The British colonization of Australia began in 1778, and so began the dissipation of its indigenous culture. Years later, the Australian Constitution was established on January 1, 1901, but native populations were not included in this agreement. Reformative actions have been advocated for but have never been or have only been partially implemented. Between 1910 and 1970, government policies of assimilation led to Aboriginal Australian children being forcibly removed from their homes, put in adoptive families, and banned from speaking their native languages. These policies of child removal left long-lasting trauma and loss that continues to affect Indigenous communities, families, and individuals. Today, racism towards Aboriginals remains alive. There are still incidents of violence towards them, especially affecting those in police custody, an over-incarceration of Aboriginals overall, a deprivation of proper health care, and a lack of education leading to economic inequality. Currently, Aboriginal Australians make up 2% of the total Australian population but 28% of adult prisons. Aboriginal children make up 7% of the youth population but 54% of youth detention centers across Australia. This over-incarceration costs Australia about $7.9 billion annually, with costs expected to inflate. Aborigine people also have very poor health care, and their rates for diabetes and heart conditions are significantly higher than the rest of Australia's population. They also have a much higher infant mortality rate and suicide rate. The average life expectancy of an Aboriginal person is about ten years less than the rest of the population. Additionally, the Aborigines’ are victims of economic inequality. Due to a lack of educational opportunities, most are not qualified to work in careers or occupations that can bring them out of poverty. For native Australians today, like so many other indigenous populations, poor living conditions stem from the immense feeling of racial superiority among colonizers that continue to prevail today.

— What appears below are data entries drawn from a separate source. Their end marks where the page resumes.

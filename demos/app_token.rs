//! Demonstrates minting an app access token against a mock service with the default
//! reqwest transport and in-memory credential store.

// std
use std::sync::Arc;
// crates.io
use color_eyre::Result;
use httpmock::prelude::*;
use url::Url;
// self
use feishu_docs_client::{
	auth::AppIdentity,
	authority::TokenAuthority,
	http::{ApiTransport, ReqwestTransport},
	reqwest::Client,
	service::ServiceDescriptor,
	store::{CredentialStore, MemoryStore},
};

#[tokio::main]
async fn main() -> Result<()> {
	color_eyre::install()?;

	let server = MockServer::start_async().await;
	let token_mock = server
		.mock_async(|when, then| {
			when.method(POST).path("/open-apis/auth/v3/app_access_token/internal");
			then.status(200).header("content-type", "application/json").body(
				"{\"code\":0,\"msg\":\"ok\",\"app_access_token\":\"demo-app-token\",\"expire\":7200}",
			);
		})
		.await;
	let descriptor = ServiceDescriptor::builder()
		.authorization_endpoint(Url::parse(&server.url("/authorize"))?)
		.token_endpoint(Url::parse(&server.url("/oauth/token"))?)
		.api_base(Url::parse(&server.url("/open-apis/"))?)
		.build()?;
	let store: Arc<dyn CredentialStore> = Arc::new(MemoryStore::default());
	let transport: Arc<dyn ApiTransport> = Arc::new(ReqwestTransport::with_client(
		Client::builder()
			.danger_accept_invalid_certs(true)
			.danger_accept_invalid_hostnames(true)
			.build()?,
	));
	let identity = AppIdentity::new("cli_demo", "demo-secret")?;
	let authority = TokenAuthority::new(identity, descriptor, store, transport);
	let token = authority.app_access_token().await?;

	println!("App access token: {}.", token.app_access_token.expose());
	println!("Valid until: {}.", token.expires_at);

	token_mock.assert_async().await;

	Ok(())
}
//! Document operations over the authenticated, rate-limited request path.
//!
//! Every operation follows the same bounded state machine: obtain a fresh
//! credential, execute through the rate-limited transport, and on an
//! authentication-rejected response force one refresh and retry exactly once.
//! A second rejection surfaces [`AuthError::RefreshRejected`] instead of looping.
//! List-like operations share the cursor-draining loop in [`page`].

pub mod page;
pub mod wire;

pub use page::{Page, PageMode, Paging};
pub use wire::{
	Block, Cover, CreatedBlocks, DeleteOutcome, DisplaySetting, DocumentContent, DocumentInfo,
	DriveFile, SearchEntity, UpdateOutcome,
};

// self
use crate::{
	_prelude::*,
	authority::TokenAuthority,
	error::{AuthError, ConfigError},
	http::{self, ApiMethod, ApiRequest, ApiResponse, RateLimitedTransport, RetryPolicy},
	obs::{self, CallKind, CallOutcome, CallSpan},
};

const DEFAULT_LIST_PAGE_SIZE: u32 = 50;
const DEFAULT_SEARCH_PAGE_SIZE: u32 = 20;
const MAX_SEARCH_PAGE_SIZE: u32 = 50;
const DEFAULT_BLOCK_PAGE_SIZE: u32 = 500;
const MAX_BLOCK_PAGE_SIZE: u32 = 500;

/// Vendor codes reported when the bearer token is no longer accepted.
const AUTH_REJECTED_CODES: [i64; 2] = [99991668, 99991677];

/// User identifier namespace accepted by the block endpoints.
#[derive(Clone, Copy, Debug, Default, PartialEq, Eq)]
pub enum UserIdType {
	/// User identity within an app.
	#[default]
	OpenId,
	/// User identity under an app developer.
	UnionId,
	/// User identity within a tenant.
	UserId,
}
impl UserIdType {
	/// Returns the wire value.
	pub const fn as_str(self) -> &'static str {
		match self {
			UserIdType::OpenId => "open_id",
			UserIdType::UnionId => "union_id",
			UserIdType::UserId => "user_id",
		}
	}
}
impl Display for UserIdType {
	fn fmt(&self, f: &mut Formatter) -> FmtResult {
		f.write_str(self.as_str())
	}
}

/// Read options for the block listing endpoint.
#[derive(Clone, Debug, PartialEq, Eq)]
pub struct BlockReadOptions {
	/// Document revision to read; `-1` selects the latest.
	pub document_revision_id: i64,
	/// User identifier namespace for user references inside blocks.
	pub user_id_type: UserIdType,
}
impl Default for BlockReadOptions {
	fn default() -> Self {
		Self { document_revision_id: -1, user_id_type: UserIdType::default() }
	}
}

/// Write options shared by the mutating block endpoints.
#[derive(Clone, Debug, Default, PartialEq, Eq)]
pub struct WriteOptions {
	/// Document revision to mutate; `-1` selects the latest.
	pub document_revision_id: Option<i64>,
	/// Idempotency token forwarded to the service.
	pub client_token: Option<String>,
	/// User identifier namespace for user references inside blocks.
	pub user_id_type: UserIdType,
}
impl WriteOptions {
	/// Targets a specific document revision.
	pub fn with_revision(mut self, document_revision_id: i64) -> Self {
		self.document_revision_id = Some(document_revision_id);

		self
	}

	/// Attaches an idempotency token.
	pub fn with_client_token(mut self, client_token: impl Into<String>) -> Self {
		self.client_token = Some(client_token.into());

		self
	}

	fn revision(&self) -> i64 {
		self.document_revision_id.unwrap_or(-1)
	}
}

After the National Party gained power in South Africa in 1948, its all-white government immediately began enforcing policies of racial segregation under the system called apartheid. Under apartheid, native South Africans would be forced to live in separate areas from whites and use separate public facilities, limiting contact between the two groups. The Khoisans of South Africa are a distinct aboriginal people who survived colonialism, apartheid, and assimilation of their identity. The evidence is found in the political, cultural and socioeconomic challenges they continue to live in in South Africa. It was only after 1994, the official ending of apartheid, that the Khoisan people were no longer classified as “coloured.” This may seem as a step in the right direction, but they are still not constitutionally recognized, their land rights are not respected, and their indigenous languages are to the point of near extinction. The discrimination of apartheid has left long-lasting impacts that can be seen in the disappearance of Khoisan culture. Despite their earliest presence on the land, they are one of the country’s most persecuted people mainly due to the disruption of grazing patterns, the exploitation of natural resources, and the spread of imported disease. The Khoisan people, traditionally hunter-gatherers, are being pushed off the land they use to hunt and consider sacred due to new laws and lack of representation. South Africa has 11 official languages, none native to the land. Unlike other native groups, Khoisans are not recognized as their country’s first inhabitants, and their identity is almost invisible. Each year their centuries-old land claims get harder to verify, and new generations grow increasingly more indifferent toward their cause.

The discriminatory actions taken by European settlers centuries ago still have lasting effects on indigenous populations all over the world. Each indigenous population has a rich and diverse history that are both currently being overshadowed by high rates of violent crimes and poor living conditions. Today, native populations like American Indians, Aboriginal Australians, and Khoisans of South Africa still struggle with injustice, assimilation, and suppression brought on by colonization. Steps towards reform have been taken but have not been drastic enough to reverse the deterioration of native rights.